Silvia Calado. Seville, October 1st, 2006
Translation: Joseph Kopec

‘Perraterías’. Tomás de Perrate: cante. Antonio Moya: guitar. Pepe Torres: baile. Ricardo Moreno: electric guitar. Javier Vargas: electric bass. Ricardo Pachón Jr.: drums. Vicente Peña, Gaspar Fernández: clapping. Ricardo Pachón: director. Seville’s 14th Bienal de Flamenco 2006. Teatro Central. Seville, October 1st, 2006

Flamenco has never covered its ears to the influences of the outside world of music. And thirty or forty years ago, flamenco discovered rock. And nearly a genre of its own arose from that encounter which was cultivated by from Smash to Pata Negra, with Veneno and even Camarón in between. Coming from that wave is Tomás de Perrate, but also from a jondo household inhabited by the echoes of Perrate de Utrera and Manuel Torre. With the backing of producer Ricardo Pachón, he takes a look at those deep-roots rockers whose music he grew up with, but also at his own ancestors on the album ‘Perraterías’. And without leaving the musical structures of cante, the idiosyncrasy of each style, he goes with the flow of the accompanying drums, electric guitar and electric bass. A clear example of his offer are the tangos del Piyayo, which his band embellishes for him with reggae sound. As simple as singing on top of the rhythm most common to most of the world’s popular music. Moreover, the Utrera-born cantaor gives up the classical position seated next to the guitarist and, except in the solemn cante por soleá, he sings standing, setting free his diaphragm and his body, like the rockers he admires.
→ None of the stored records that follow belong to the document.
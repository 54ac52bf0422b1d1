mod common;

use std::fs;

use camino::Utf8PathBuf;
use tempfile::TempDir;

use obsplan::constants::{BANDS, SOUTHERN_REACH};
use obsplan::field::{io, CompletedFields};
use obsplan::scheduler::params::SchedulerParams;
use obsplan::scheduler_errors::SchedulerError;
use obsplan::survey::{prepare_fields, DitherMode};
use obsplan::time::minutes;

use common::{reference_date, scheduler_with, strip_catalog};

fn utf8_path(dir: &TempDir, name: &str) -> Utf8PathBuf {
    Utf8PathBuf::from_path_buf(dir.path().join(name)).unwrap()
}

#[test]
fn test_scheduled_file_feeds_the_next_run() {
    let dir = tempfile::tempdir().unwrap();
    let tstart = reference_date();
    let scheduler = scheduler_with(strip_catalog(1), vec![], SchedulerParams::default());

    let mut state = scheduler.initial_state(CompletedFields::new());
    let first = scheduler
        .run(&mut state, tstart, Some(tstart + minutes(30.0)), false)
        .unwrap();
    let path = utf8_path(&dir, "night1.csv");
    io::write_fields(&path, &first, false).unwrap();

    let completed = io::read_completed(&[path.clone()]).unwrap();
    assert_eq!(completed.len(), first.len());
    for (read, written) in completed.iter().zip(&first) {
        assert_eq!(read.id(), written.id());
        assert_eq!(read.date(), written.date());
    }

    // a fresh state seeded from the file picks up where the first run stopped
    let restart = *first.last().unwrap().date().unwrap() + minutes(2.0);
    let mut state = scheduler.initial_state(completed);
    let second = scheduler
        .run(&mut state, restart, Some(restart + minutes(30.0)), false)
        .unwrap();
    assert!(!second.is_empty());
    assert!(second.iter().all(|f| !first.iter().any(|g| g.id() == f.id())));
}

#[test]
fn test_empty_schedule_can_be_read_back() {
    let dir = tempfile::tempdir().unwrap();
    let path = utf8_path(&dir, "20160215.csv");
    io::write_fields(&path, &[], false).unwrap();

    let header = fs::read_to_string(&path).unwrap();
    assert!(header.starts_with("ID,HEX,TILING,FILTER,RA,DEC"));

    let completed = io::read_completed(&[path]).unwrap();
    assert!(completed.is_empty());
}

#[test]
fn test_write_protect() {
    let dir = tempfile::tempdir().unwrap();
    let path = utf8_path(&dir, "protected.csv");
    let fields = strip_catalog(1);

    io::write_fields(&path, &fields, true).unwrap();
    assert!(fs::metadata(&path).unwrap().permissions().readonly());

    assert_eq!(
        io::write_fields(&path, &fields, false),
        Err(SchedulerError::WriteProtected(path.to_string()))
    );
    assert_eq!(io::read_fields(&path).unwrap().len(), fields.len());
}

#[test]
fn test_prepared_catalog_round_trip() {
    let dir = tempfile::tempdir().unwrap();
    let hexes_path = utf8_path(&dir, "hexes.csv");
    fs::write(
        &hexes_path,
        "ID,RA,DEC\n1,120.0,-60.0\n2,330.0,-70.0\n3,200.0,0.0\n",
    )
    .unwrap();

    let hexes = io::read_hexes(&hexes_path).unwrap();
    assert_eq!(hexes.len(), 3);

    let fields = prepare_fields(&hexes, DitherMode::None, &BANDS, SOUTHERN_REACH, None);
    assert_eq!(fields.len(), 2 * 4 * BANDS.len());

    let catalog_path = utf8_path(&dir, "target_fields.csv");
    io::write_fields(&catalog_path, &fields, false).unwrap();
    let read = io::read_fields(&catalog_path).unwrap();
    assert_eq!(read, fields);
}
Tomás de Perrate (Photo: Daniel Muñoz)

To the beat marked by knuckles and drums, he kicks off por tonás y martinetes. The echo of his voice is rusty, as if from centuries ago... or millenniums. Now situated at the center of the stage, standing, he welcomes bailaor Pepe Torres, in tune with the cante’s old gruffness. Three clappers and Antonio Moya on guitar. Bulerías. A varied string of coplas reeled off to the sound of an austere guitar. He paid “tribute” to cantes por soleá, as is usual in Utrera. And from there, now with the entire electric band, he skipped to Piyayo reggae, which he upholds with astounding naturalness, looser and looser on stage, placing the ayeos in unusual places. As is also usual in his native land, he opts for the cuplé in the song por bulerías ‘Olvidarte’, with which he manages to win over an audience cautious with applause until then. Original were the ‘Infundios’, those half-spoken, half-sung made-up tales he takes from his uncle Curro el Vereó and which the guitars adorn with falsetas by Diego del Gastor. He gets across slyness here, street flamencura, now relaxed around stage and wittily introducing his colleagues. Perhaps in time, they’ll form a band and the music will flow between them with communication and complicity. For the time being, they limit themselves to working things out by going through the motions, with a too retro style for nowadays and perhaps a too basic level.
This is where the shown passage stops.